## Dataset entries

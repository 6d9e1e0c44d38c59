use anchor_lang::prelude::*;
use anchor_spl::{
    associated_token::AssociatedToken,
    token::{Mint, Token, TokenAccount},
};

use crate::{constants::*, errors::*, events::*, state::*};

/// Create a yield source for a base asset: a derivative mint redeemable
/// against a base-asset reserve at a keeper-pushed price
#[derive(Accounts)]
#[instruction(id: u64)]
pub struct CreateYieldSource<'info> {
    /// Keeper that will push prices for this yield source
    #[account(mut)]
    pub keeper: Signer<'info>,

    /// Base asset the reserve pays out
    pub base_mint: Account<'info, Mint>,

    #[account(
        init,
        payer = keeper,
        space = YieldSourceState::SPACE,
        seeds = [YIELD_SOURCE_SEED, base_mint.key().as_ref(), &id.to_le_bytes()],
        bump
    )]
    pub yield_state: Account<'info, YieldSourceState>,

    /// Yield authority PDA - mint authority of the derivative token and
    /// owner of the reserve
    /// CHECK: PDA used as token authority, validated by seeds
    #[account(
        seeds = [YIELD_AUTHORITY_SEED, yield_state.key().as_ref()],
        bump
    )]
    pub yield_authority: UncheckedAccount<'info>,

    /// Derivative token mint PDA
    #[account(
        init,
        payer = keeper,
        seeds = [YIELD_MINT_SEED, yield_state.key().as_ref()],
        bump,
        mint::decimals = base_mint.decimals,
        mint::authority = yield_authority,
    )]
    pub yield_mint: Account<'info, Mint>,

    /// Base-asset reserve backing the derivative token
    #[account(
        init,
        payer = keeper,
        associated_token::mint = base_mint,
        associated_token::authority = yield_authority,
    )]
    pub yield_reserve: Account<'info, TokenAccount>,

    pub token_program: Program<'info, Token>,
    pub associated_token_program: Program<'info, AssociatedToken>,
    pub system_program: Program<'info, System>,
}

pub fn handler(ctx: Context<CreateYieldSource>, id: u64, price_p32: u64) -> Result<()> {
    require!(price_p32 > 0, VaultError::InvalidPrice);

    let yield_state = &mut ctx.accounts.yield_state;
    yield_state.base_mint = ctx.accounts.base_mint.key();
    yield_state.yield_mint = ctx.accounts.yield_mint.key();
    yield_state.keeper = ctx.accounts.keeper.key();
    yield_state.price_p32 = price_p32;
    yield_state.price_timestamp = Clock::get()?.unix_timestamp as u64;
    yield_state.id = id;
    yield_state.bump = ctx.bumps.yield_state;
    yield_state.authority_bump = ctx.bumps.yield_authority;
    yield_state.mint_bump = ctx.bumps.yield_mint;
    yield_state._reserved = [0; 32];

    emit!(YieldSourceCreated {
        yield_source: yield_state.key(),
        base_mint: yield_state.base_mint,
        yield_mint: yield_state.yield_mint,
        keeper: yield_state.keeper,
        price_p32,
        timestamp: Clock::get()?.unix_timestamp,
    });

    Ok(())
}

==

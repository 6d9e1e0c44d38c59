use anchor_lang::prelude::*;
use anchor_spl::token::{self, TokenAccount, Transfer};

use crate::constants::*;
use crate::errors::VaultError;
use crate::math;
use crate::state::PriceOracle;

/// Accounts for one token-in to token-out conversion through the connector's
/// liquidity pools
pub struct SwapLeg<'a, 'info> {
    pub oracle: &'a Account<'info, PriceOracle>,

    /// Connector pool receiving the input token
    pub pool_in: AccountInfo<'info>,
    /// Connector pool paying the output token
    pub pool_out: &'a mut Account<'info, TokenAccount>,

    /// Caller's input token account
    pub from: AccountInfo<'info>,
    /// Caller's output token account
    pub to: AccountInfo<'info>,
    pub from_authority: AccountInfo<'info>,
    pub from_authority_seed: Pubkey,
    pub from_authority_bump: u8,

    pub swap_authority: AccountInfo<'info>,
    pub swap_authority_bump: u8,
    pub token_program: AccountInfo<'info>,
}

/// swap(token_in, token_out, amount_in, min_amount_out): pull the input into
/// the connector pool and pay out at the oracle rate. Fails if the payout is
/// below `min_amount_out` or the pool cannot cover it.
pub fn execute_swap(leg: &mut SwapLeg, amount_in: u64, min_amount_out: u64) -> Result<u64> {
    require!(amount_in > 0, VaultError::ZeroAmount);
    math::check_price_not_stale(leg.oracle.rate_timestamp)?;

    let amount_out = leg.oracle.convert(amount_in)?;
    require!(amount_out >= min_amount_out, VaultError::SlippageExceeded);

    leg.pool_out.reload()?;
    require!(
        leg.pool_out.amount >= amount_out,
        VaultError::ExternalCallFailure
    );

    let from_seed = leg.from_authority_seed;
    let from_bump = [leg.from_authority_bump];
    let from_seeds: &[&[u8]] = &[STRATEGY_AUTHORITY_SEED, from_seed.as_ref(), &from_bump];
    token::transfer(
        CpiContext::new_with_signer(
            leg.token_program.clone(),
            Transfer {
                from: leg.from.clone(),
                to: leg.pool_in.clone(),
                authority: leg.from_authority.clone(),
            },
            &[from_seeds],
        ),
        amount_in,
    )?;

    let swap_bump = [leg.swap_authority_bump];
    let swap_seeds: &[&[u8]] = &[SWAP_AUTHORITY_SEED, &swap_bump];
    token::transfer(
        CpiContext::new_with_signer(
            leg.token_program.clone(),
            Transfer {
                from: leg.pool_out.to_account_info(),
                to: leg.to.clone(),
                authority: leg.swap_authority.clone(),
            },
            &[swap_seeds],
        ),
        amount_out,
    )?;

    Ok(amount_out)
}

---

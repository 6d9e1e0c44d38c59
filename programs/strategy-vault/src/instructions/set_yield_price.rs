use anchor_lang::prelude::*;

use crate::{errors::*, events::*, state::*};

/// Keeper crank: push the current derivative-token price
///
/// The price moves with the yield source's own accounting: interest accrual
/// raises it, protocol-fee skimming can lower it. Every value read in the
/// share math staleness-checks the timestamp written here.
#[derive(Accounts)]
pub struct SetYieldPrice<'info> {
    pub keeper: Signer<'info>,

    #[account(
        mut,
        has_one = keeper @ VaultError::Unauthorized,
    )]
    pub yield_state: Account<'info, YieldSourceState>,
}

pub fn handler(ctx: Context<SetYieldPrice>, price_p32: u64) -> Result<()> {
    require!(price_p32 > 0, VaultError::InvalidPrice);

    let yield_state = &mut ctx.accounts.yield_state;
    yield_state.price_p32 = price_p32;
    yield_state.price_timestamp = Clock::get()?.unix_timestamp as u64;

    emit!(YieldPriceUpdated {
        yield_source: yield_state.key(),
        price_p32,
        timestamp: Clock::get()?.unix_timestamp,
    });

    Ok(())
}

## What you are asked to do
Your reply must consist of one number, the count of lines in the entries that hold "PriceOracle".

## Exercise result
2